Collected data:
::::::

use crate::error::SessionError;
use crate::llm::Message;
use crate::registry::BackendRegistry;
use crate::store::ConversationStore;
use tokio_util::sync::CancellationToken;

/// Caller-side chat flow: persona, recent history and the new user message go
/// to the active backend; the exchange is persisted only when a reply arrives.
pub struct ChatSession {
    registry: BackendRegistry,
    store: ConversationStore,
    persona: String,
    window: usize,
}

impl ChatSession {
    pub fn new(
        registry: BackendRegistry,
        store: ConversationStore,
        persona: impl Into<String>,
        window: usize,
    ) -> Self {
        Self {
            registry,
            store,
            persona: persona.into(),
            window,
        }
    }

    pub fn registry(&self) -> &BackendRegistry {
        &self.registry
    }

    pub fn registry_mut(&mut self) -> &mut BackendRegistry {
        &mut self.registry
    }

    pub fn set_persona(&mut self, persona: impl Into<String>) {
        self.persona = persona.into();
    }

    pub fn history(&self) -> Result<Vec<Message>, SessionError> {
        Ok(self.store.load_recent(self.window)?)
    }

    pub fn build_request(&self, text: &str) -> Result<Vec<Message>, SessionError> {
        let mut messages = Vec::with_capacity(self.window + 2);
        messages.push(Message::system(self.persona.as_str()));
        messages.extend(self.store.load_recent(self.window)?);
        messages.push(Message::user(text));
        Ok(messages)
    }

    /// Send `text` to the active backend. Blank input is ignored (`Ok(None)`).
    pub async fn send(
        &self,
        text: &str,
        cancel: &CancellationToken,
    ) -> Result<Option<String>, SessionError> {
        let text = text.trim();
        if text.is_empty() {
            return Ok(None);
        }

        let messages = self.build_request(text)?;
        let reply = match self.registry.chat(&messages, cancel).await {
            Ok(reply) => reply,
            Err(e) => {
                tracing::warn!("Chat via {} failed: {}", self.registry.current_name(), e);
                return Err(e.into());
            }
        };

        self.store
            .append_all(&[Message::user(text), Message::assistant(reply.as_str())])?;
        Ok(Some(reply))
    }
}

#[cfg(test)]
mod tests {
    use super::*;
    use crate::error::LlmError;
    use crate::llm::{ModelClient, Role};
    use crate::registry::{BackendDescriptor, BackendKind};
    use async_trait::async_trait;
    use std::sync::{Arc, Mutex};
    use tempfile::TempDir;

    struct RecordingClient {
        seen: Mutex<Vec<Vec<Message>>>,
        fail: bool,
    }

    #[async_trait]
    impl ModelClient for RecordingClient {
        fn name(&self) -> &str {
            "recorder"
        }

        async fn chat(
            &self,
            messages: &[Message],
            _cancel: &CancellationToken,
        ) -> Result<String, LlmError> {
            self.seen.lock().unwrap().push(messages.to_vec());
            if self.fail {
                Err(LlmError::Transport {
                    url: "http://down/".to_string(),
                    cause: "connection refused".to_string(),
                })
            } else {
                Ok(format!("reply {}", self.seen.lock().unwrap().len()))
            }
        }
    }

    fn session(dir: &TempDir, fail: bool, window: usize) -> (ChatSession, Arc<RecordingClient>) {
        let client = Arc::new(RecordingClient {
            seen: Mutex::new(Vec::new()),
            fail,
        });
        let descriptor = BackendDescriptor {
            name: "recorder".to_string(),
            kind: BackendKind::Network,
            endpoint: None,
        };
        let backend: Arc<dyn ModelClient> = client.clone();
        let registry = BackendRegistry::new(vec![(descriptor, backend)]).unwrap();
        let store = ConversationStore::open(dir.path().join("conversation.jsonl")).unwrap();
        (ChatSession::new(registry, store, "persona", window), client)
    }

    #[tokio::test]
    async fn test_send_builds_request_and_persists() {
        let dir = TempDir::new().unwrap();
        let (session, client) = session(&dir, false, 2);
        let cancel = CancellationToken::new();

        let first = session.send("first", &cancel).await.unwrap();
        assert_eq!(first.as_deref(), Some("reply 1"));
        let second = session.send(" second ", &cancel).await.unwrap();
        assert_eq!(second.as_deref(), Some("reply 2"));

        let seen = client.seen.lock().unwrap();
        let last = &seen[1];
        assert_eq!(last.len(), 4);
        assert_eq!(last[0], Message::system("persona"));
        assert_eq!(last[1], Message::user("first"));
        assert_eq!(last[2], Message::assistant("reply 1"));
        assert_eq!(last[3], Message::user("second"));

        let history = session.history().unwrap();
        assert_eq!(history, vec![Message::user("second"), Message::assistant("reply 2")]);
        assert!(history.iter().all(|m| m.role != Role::System));
    }

    #[tokio::test]
    async fn test_failed_chat_persists_nothing() {
        let dir = TempDir::new().unwrap();
        let (session, _client) = session(&dir, true, 24);

        let err = session
            .send("hello", &CancellationToken::new())
            .await
            .unwrap_err();
        assert!(matches!(err, SessionError::Llm(LlmError::Transport { .. })));
        assert!(session.history().unwrap().is_empty());
    }

    #[tokio::test]
    async fn test_blank_input_ignored() {
        let dir = TempDir::new().unwrap();
        let (session, client) = session(&dir, false, 24);

        assert_eq!(session.send("   ", &CancellationToken::new()).await.unwrap(), None);
        assert!(client.seen.lock().unwrap().is_empty());
    }
}
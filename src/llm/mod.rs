pub mod offline;
pub mod ollama;
pub mod openai;

pub use offline::OfflineClient;
pub use ollama::OllamaClient;
pub use openai::OpenAICompatibleClient;

use crate::error::LlmError;
use async_trait::async_trait;
use serde::{Deserialize, Serialize};
use std::fmt;
use tokio_util::sync::CancellationToken;

/// A chat backend. Implementations perform their own network exchange and
/// report failures through [`LlmError`]; they never touch persistence.
#[async_trait]
pub trait ModelClient: Send + Sync {
    /// Stable name used for selection and display
    fn name(&self) -> &str;

    /// Send the whole conversation and return the reply text.
    ///
    /// Firing `cancel` aborts the in-flight request with [`LlmError::Cancelled`].
    async fn chat(&self, messages: &[Message], cancel: &CancellationToken)
        -> Result<String, LlmError>;
}

#[derive(Debug, Clone, PartialEq, Eq, Serialize, Deserialize)]
pub struct Message {
    #[serde(alias = "Role")]
    pub role: Role,
    #[serde(alias = "Content")]
    pub content: String,
}

#[derive(Debug, Clone, Copy, PartialEq, Eq, Serialize, Deserialize)]
#[serde(rename_all = "lowercase")]
pub enum Role {
    System,
    User,
    Assistant,
}

impl Role {
    pub fn as_str(&self) -> &'static str {
        match self {
            Role::System => "system",
            Role::User => "user",
            Role::Assistant => "assistant",
        }
    }
}

impl fmt::Display for Role {
    fn fmt(&self, f: &mut fmt::Formatter<'_>) -> fmt::Result {
        f.write_str(self.as_str())
    }
}

impl Message {
    pub fn user(content: impl Into<String>) -> Self {
        Self {
            role: Role::User,
            content: content.into(),
        }
    }

    pub fn assistant(content: impl Into<String>) -> Self {
        Self {
            role: Role::Assistant,
            content: content.into(),
        }
    }

    pub fn system(content: impl Into<String>) -> Self {
        Self {
            role: Role::System,
            content: content.into(),
        }
    }
}

/// Wire shape shared by every role/content chat protocol.
#[derive(Serialize)]
pub(crate) struct WireMessage<'a> {
    role: &'static str,
    content: &'a str,
}

pub(crate) fn wire_messages(messages: &[Message]) -> Vec<WireMessage<'_>> {
    messages
        .iter()
        .map(|m| WireMessage {
            role: m.role.as_str(),
            content: &m.content,
        })
        .collect()
}

/// Normalize `base_url` to end with exactly one `/`, and report whether it
/// already ends in the `segment` namespace (compared case-insensitively).
pub(crate) fn normalize_base(base_url: &str, segment: &str) -> (String, bool) {
    let trimmed = base_url.trim().trim_end_matches('/');
    let has_segment = trimmed
        .rsplit('/')
        .next()
        .is_some_and(|last| last.eq_ignore_ascii_case(segment));
    (format!("{}/", trimmed), has_segment)
}
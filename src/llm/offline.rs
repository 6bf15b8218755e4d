use crate::error::LlmError;
use crate::llm::{Message, ModelClient, Role};
use async_trait::async_trait;
use tokio_util::sync::CancellationToken;

pub const OFFLINE_NAME: &str = "Offline";

/// Always-available fallback that echoes the latest user message.
#[derive(Debug, Default, Clone, Copy)]
pub struct OfflineClient;

impl OfflineClient {
    pub fn new() -> Self {
        Self
    }

    pub fn reply(messages: &[Message]) -> String {
        let last = messages
            .iter()
            .rev()
            .find(|m| m.role == Role::User)
            .map(|m| m.content.as_str())
            .unwrap_or("");
        format!(
            "(offline demo) I can't reach a model right now, but I received: {}",
            last
        )
    }
}

#[async_trait]
impl ModelClient for OfflineClient {
    fn name(&self) -> &str {
        OFFLINE_NAME
    }

    async fn chat(
        &self,
        messages: &[Message],
        _cancel: &CancellationToken,
    ) -> Result<String, LlmError> {
        Ok(Self::reply(messages))
    }
}
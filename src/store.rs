//! Append-only conversation log, one JSON-encoded message per line.

use crate::error::StoreError;
use crate::llm::{Message, Role};
use std::collections::VecDeque;
use std::fs::{self, OpenOptions};
use std::io::{BufRead, BufReader, ErrorKind, Write};
use std::path::{Path, PathBuf};

pub struct ConversationStore {
    path: PathBuf,
}

impl ConversationStore {
    /// Open the log at `path`, creating it and its parent directory if needed.
    pub fn open(path: impl Into<PathBuf>) -> Result<Self, StoreError> {
        let path = path.into();
        if let Some(parent) = path.parent().filter(|p| !p.as_os_str().is_empty()) {
            fs::create_dir_all(parent)?;
        }
        OpenOptions::new().create(true).append(true).open(&path)?;
        Ok(Self { path })
    }

    pub fn path(&self) -> &Path {
        &self.path
    }

    /// Return up to `max_count` of the most recent well-formed messages, oldest
    /// first. Blank and undecodable lines are skipped.
    pub fn load_recent(&self, max_count: usize) -> Result<Vec<Message>, StoreError> {
        if max_count == 0 {
            return Ok(Vec::new());
        }

        let file = match fs::File::open(&self.path) {
            Ok(file) => file,
            Err(e) if e.kind() == ErrorKind::NotFound => return Ok(Vec::new()),
            Err(e) => return Err(e.into()),
        };

        let mut window = VecDeque::with_capacity(max_count);
        for (line_no, line) in BufReader::new(file).lines().enumerate() {
            let line = match line {
                Ok(line) => line,
                Err(e) if e.kind() == ErrorKind::InvalidData => {
                    tracing::warn!("Skipping non-UTF-8 line {} in {:?}", line_no + 1, self.path);
                    continue;
                }
                Err(e) => return Err(e.into()),
            };
            if line.trim().is_empty() {
                continue;
            }
            match serde_json::from_str::<Message>(&line) {
                Ok(msg) => {
                    if window.len() == max_count {
                        window.pop_front();
                    }
                    window.push_back(msg);
                }
                Err(e) => {
                    tracing::warn!(
                        "Skipping malformed line {} in {:?}: {}",
                        line_no + 1,
                        self.path,
                        e
                    );
                }
            }
        }

        Ok(window.into())
    }

    /// Durably append one user or assistant message.
    pub fn append(&self, message: &Message) -> Result<(), StoreError> {
        self.append_all(std::slice::from_ref(message))
    }

    /// Durably append `messages` with a single write, so an exchange lands
    /// whole or not at all. Nothing is written if any message is a system one.
    pub fn append_all(&self, messages: &[Message]) -> Result<(), StoreError> {
        if let Some(system) = messages.iter().find(|m| m.role == Role::System) {
            return Err(StoreError::NotPersistable(system.role));
        }
        if messages.is_empty() {
            return Ok(());
        }

        let mut batch = String::new();
        for message in messages {
            batch.push_str(&serde_json::to_string(message)?);
            batch.push('\n');
        }

        let mut file = OpenOptions::new()
            .create(true)
            .append(true)
            .open(&self.path)?;
        file.write_all(batch.as_bytes())?;
        file.sync_data()?;
        Ok(())
    }
}
use crate::error::ConfigError;
use directories::BaseDirs;
use secrecy::SecretString;
use serde::{Deserialize, Serialize};
use std::fs;
use std::path::{Path, PathBuf};

const HOME_ENV: &str = "MAGUS_HOME";
const HOME_DIR_NAME: &str = ".magus";
const CONFIG_FILE: &str = "config.json";

#[derive(Debug, Clone, Serialize, Deserialize)]
#[serde(default)]
pub struct AppConfig {
    pub persona_file: String,
    pub memory: MemoryConfig,
    pub backends: BackendsConfig,
}

#[derive(Debug, Clone, Serialize, Deserialize)]
#[serde(default)]
pub struct MemoryConfig {
    pub file: String,
    pub max_messages: usize,
}

#[derive(Debug, Clone, Serialize, Deserialize)]
#[serde(default)]
pub struct BackendsConfig {
    pub ollama_base_url: String,
    pub ollama_model: String,
    pub lm_studio_base_url: String,
    pub lm_studio_model: String,
    pub cloud_base_url: String,
    pub cloud_model: String,
    pub cloud_api_key_env: Option<String>,
    pub request_timeout_secs: u64,
}

impl AppConfig {
    /// Read `path`, writing the defaults there first if it does not exist.
    /// An unreadable or malformed file falls back to the defaults.
    pub fn load_or_create(path: &Path) -> Result<Self, ConfigError> {
        if !path.exists() {
            let config = Self::default();
            if let Some(parent) = path.parent() {
                fs::create_dir_all(parent)?;
            }
            fs::write(path, serde_json::to_string_pretty(&config)?)?;
            return Ok(config);
        }

        let parsed = fs::read_to_string(path)
            .map_err(ConfigError::from)
            .and_then(|text| serde_json::from_str::<Self>(&text).map_err(ConfigError::from));

        match parsed {
            Ok(config) => config.validated(),
            Err(e) => {
                tracing::warn!("Ignoring config at {:?}: {}", path, e);
                Ok(Self::default())
            }
        }
    }

    fn validated(self) -> Result<Self, ConfigError> {
        if self.memory.file.trim().is_empty() {
            return Err(ConfigError::MissingRequired("memory.file".into()));
        }
        if self.backends.request_timeout_secs == 0 {
            return Err(ConfigError::InvalidValue("backends.request_timeout_secs".into()));
        }
        Ok(self)
    }

    pub fn memory_path(&self, home: &Path) -> PathBuf {
        home.join(&self.memory.file)
    }
}

impl BackendsConfig {
    /// Look up the cloud API key in the configured environment variable.
    pub fn resolve_cloud_api_key(&self) -> Option<SecretString> {
        let var = self.cloud_api_key_env.as_deref()?.trim();
        if var.is_empty() {
            return None;
        }
        std::env::var(var)
            .ok()
            .filter(|key| !key.trim().is_empty())
            .map(SecretString::from)
    }
}

/// `$MAGUS_HOME`, else `~/.magus`.
pub fn home_dir() -> Result<PathBuf, ConfigError> {
    if let Some(dir) = std::env::var_os(HOME_ENV).filter(|v| !v.is_empty()) {
        return Ok(PathBuf::from(dir));
    }
    BaseDirs::new()
        .map(|dirs| dirs.home_dir().join(HOME_DIR_NAME))
        .ok_or_else(|| ConfigError::MissingRequired("home directory".into()))
}

pub fn config_path(home: &Path) -> PathBuf {
    home.join(CONFIG_FILE)
}

pub fn ensure_home(home: &Path) -> Result<(), ConfigError> {
    fs::create_dir_all(home.join("personas"))?;
    fs::create_dir_all(home.join("memory"))?;
    Ok(())
}

impl Default for AppConfig {
    fn default() -> Self {
        Self {
            persona_file: "personas/persona1.md".to_string(),
            memory: MemoryConfig::default(),
            backends: BackendsConfig::default(),
        }
    }
}

impl Default for MemoryConfig {
    fn default() -> Self {
        Self {
            file: "memory/conversation.jsonl".to_string(),
            max_messages: 24,
        }
    }
}

impl Default for BackendsConfig {
    fn default() -> Self {
        Self {
            ollama_base_url: "http://127.0.0.1:11434".to_string(),
            ollama_model: "qwen2.5:7b".to_string(),
            lm_studio_base_url: "http://127.0.0.1:1234/v1".to_string(),
            lm_studio_model: "llama-3.1-8b-instruct".to_string(),
            cloud_base_url: "https://api.openai.com/v1".to_string(),
            cloud_model: "gpt-4o-mini".to_string(),
            cloud_api_key_env: Some("OPENAI_API_KEY".to_string()),
            request_timeout_secs: 120,
        }
    }
}

#[cfg(test)]
mod tests {
    use super::*;
    use secrecy::ExposeSecret;
    use tempfile::TempDir;

    #[test]
    fn test_default_config() {
        let config = AppConfig::default();
        assert_eq!(config.memory.max_messages, 24);
        assert_eq!(config.backends.ollama_model, "qwen2.5:7b");
        assert_eq!(config.backends.cloud_api_key_env.as_deref(), Some("OPENAI_API_KEY"));
    }

    #[test]
    fn test_load_or_create_writes_defaults() {
        let dir = TempDir::new().unwrap();
        let path = config_path(dir.path());
        let config = AppConfig::load_or_create(&path).unwrap();
        assert!(path.exists());
        assert_eq!(config.persona_file, "personas/persona1.md");

        let reloaded = AppConfig::load_or_create(&path).unwrap();
        assert_eq!(reloaded.backends.cloud_model, config.backends.cloud_model);
    }

    #[test]
    fn test_partial_file_keeps_defaults() {
        let dir = TempDir::new().unwrap();
        let path = config_path(dir.path());
        let partial = r#"{"backends":{"ollama_model":"llama3:8b"},"memory":{"max_messages":8}}"#;
        fs::write(&path, partial).unwrap();

        let config = AppConfig::load_or_create(&path).unwrap();
        assert_eq!(config.backends.ollama_model, "llama3:8b");
        assert_eq!(config.backends.ollama_base_url, "http://127.0.0.1:11434");
        assert_eq!(config.memory.max_messages, 8);
        assert_eq!(config.memory.file, "memory/conversation.jsonl");
    }

    #[test]
    fn test_malformed_file_falls_back() {
        let dir = TempDir::new().unwrap();
        let path = config_path(dir.path());
        fs::write(&path, "{ not json").unwrap();
        let config = AppConfig::load_or_create(&path).unwrap();
        assert_eq!(config.memory.max_messages, 24);
    }

    #[test]
    fn test_zero_timeout_rejected() {
        let dir = TempDir::new().unwrap();
        let path = config_path(dir.path());
        fs::write(&path, r#"{"backends":{"request_timeout_secs":0}}"#).unwrap();
        assert!(matches!(
            AppConfig::load_or_create(&path),
            Err(ConfigError::InvalidValue(_))
        ));
    }

    #[test]
    fn test_resolve_cloud_api_key() {
        let mut backends = BackendsConfig {
            cloud_api_key_env: Some("MAGUS_TEST_CLOUD_KEY".to_string()),
            ..BackendsConfig::default()
        };
        std::env::set_var("MAGUS_TEST_CLOUD_KEY", "sk-123");
        let key = backends.resolve_cloud_api_key().unwrap();
        assert_eq!(key.expose_secret(), "sk-123");

        std::env::set_var("MAGUS_TEST_CLOUD_KEY", "  ");
        assert!(backends.resolve_cloud_api_key().is_none());
        std::env::remove_var("MAGUS_TEST_CLOUD_KEY");

        backends.cloud_api_key_env = None;
        assert!(backends.resolve_cloud_api_key().is_none());
    }

    #[test]
    fn test_ensure_home_creates_layout() {
        let dir = TempDir::new().unwrap();
        ensure_home(dir.path()).unwrap();
        assert!(dir.path().join("personas").is_dir());
        assert!(dir.path().join("memory").is_dir());
    }
}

::::::

| WHAT TO PRODUCE |
Give only the number of lines above holding "Transport".

| RESPONSE BELOW |
2